Data/bacteria_splitted/GeneraName/chromosomes/*.fna.gz

ここで、 *fna.gz は圧縮された fasta ファイルです。

>header
string sequence

各GeneraName / chromosomesディレクトリには1〜1500個のgzip fastaファイルがあり、これらのディレクトリのデータに対してJellyfishというツールを実行したい/必要です(入力fastaファイルからサブワード/ n-grams / kmersの数を計算する) /バクテリア_分割/属名/染色体')。

結果(mer_counts.jf)

Results/GeneraName/chromosomes/kmers3(if i am count words with length 3)

しかし、クラゲはgzipファイルでは機能しません。
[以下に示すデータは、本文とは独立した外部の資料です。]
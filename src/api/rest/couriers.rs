use std::sync::Arc;

use axum::extract::State;
use axum::routing::{get, post};
use axum::Json;
use axum::Router;
use serde::Deserialize;

use crate::error::AppError;
use crate::models::courier::{Courier, Direction};
use crate::models::status::CourierStatus;
use crate::state::AppState;

pub fn router() -> Router<Arc<AppState>> {
    Router::new()
        .route("/api/status", get(get_status))
        .route("/api/courier", get(get_courier))
        .route("/api/courier/move", post(move_courier))
}

#[derive(Debug, Clone, Copy, Deserialize)]
pub struct MoveRequest {
    pub direction: Direction,
    pub zoom: i32,
}

async fn get_status(State(state): State<Arc<AppState>>) -> Result<Json<CourierStatus>, AppError> {
    Ok(Json(state.facade.status().await?))
}

async fn get_courier(State(state): State<Arc<AppState>>) -> Result<Json<Courier>, AppError> {
    Ok(Json(state.facade.couriers().get_courier().await?))
}

async fn move_courier(
    State(state): State<Arc<AppState>>,
    Json(payload): Json<MoveRequest>,
) -> Result<Json<CourierStatus>, AppError> {
    let status = state.move_courier(payload.direction, payload.zoom).await?;
    Ok(Json(status))
}
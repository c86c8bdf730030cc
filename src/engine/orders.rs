use std::ops::Range;
use std::sync::Arc;
use std::time::Duration;

use chrono::Utc;
use rand::Rng;
use tracing::debug;

use crate::error::AppError;
use crate::geo::{DistanceUnit, Point, ZoneComposer};
use crate::models::order::Order;
use crate::storage::OrderStorage;

const DELIVERY_PRICE: Range<f64> = 100.0..500.0;
const ORDER_PRICE: Range<f64> = 1_000.0..3_000.0;

#[derive(Clone)]
pub struct OrderService {
    storage: OrderStorage,
    zones: Arc<ZoneComposer>,
    max_age: Duration,
}

impl OrderService {
    pub fn new(storage: OrderStorage, zones: Arc<ZoneComposer>, max_age: Duration) -> Self {
        Self {
            storage,
            zones,
            max_age,
        }
    }

    pub fn max_age(&self) -> Duration {
        self.max_age
    }

    /// Creates an order with random prices at a random admissible point.
    pub async fn generate_order(&self) -> Result<Order, AppError> {
        let (price, delivery_price) = {
            let mut rng = rand::thread_rng();
            (rng.gen_range(ORDER_PRICE), rng.gen_range(DELIVERY_PRICE))
        };
        let location = self.zones.random_admissible_point()?;

        let order = self
            .storage
            .insert(Order::new(price, delivery_price, location, Utc::now()), self.max_age)
            .await?;

        debug!(order_id = order.id, price, delivery_price, "order generated");
        Ok(order)
    }

    pub async fn get_order(&self, id: i64) -> Result<Order, AppError> {
        self.storage
            .get_by_id(id)
            .await?
            .ok_or_else(|| AppError::NotFound(format!("order {id} not found")))
    }

    pub async fn orders_near(&self, center: Point, radius_m: f64) -> Result<Vec<Order>, AppError> {
        Ok(self
            .storage
            .radius_query(center, radius_m, DistanceUnit::M)
            .await?)
    }

    pub async fn delete_near(&self, center: Point, radius_m: f64) -> Result<usize, AppError> {
        Ok(self
            .storage
            .delete_by_radius(center, radius_m, DistanceUnit::M)
            .await?)
    }

    pub async fn count(&self) -> Result<u64, AppError> {
        Ok(self.storage.count().await?)
    }

    pub async fn remove_expired(&self) -> Result<usize, AppError> {
        Ok(self.storage.remove_expired(self.max_age).await?)
    }
}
その後、ファイルを解凍してクラゲにパイプする必要があります。マニュアルには発電機を使用できると記載されています。

「複数のファイルを一度に読み取る方法は?多くのスレッドが部分的に使用されなくなります。ゼリーフィッシュに指示することができます。

jellyfish count -F 2 <(fastq-dump -Z file1.sra) <(fastq-dump -Z file2.sra) ...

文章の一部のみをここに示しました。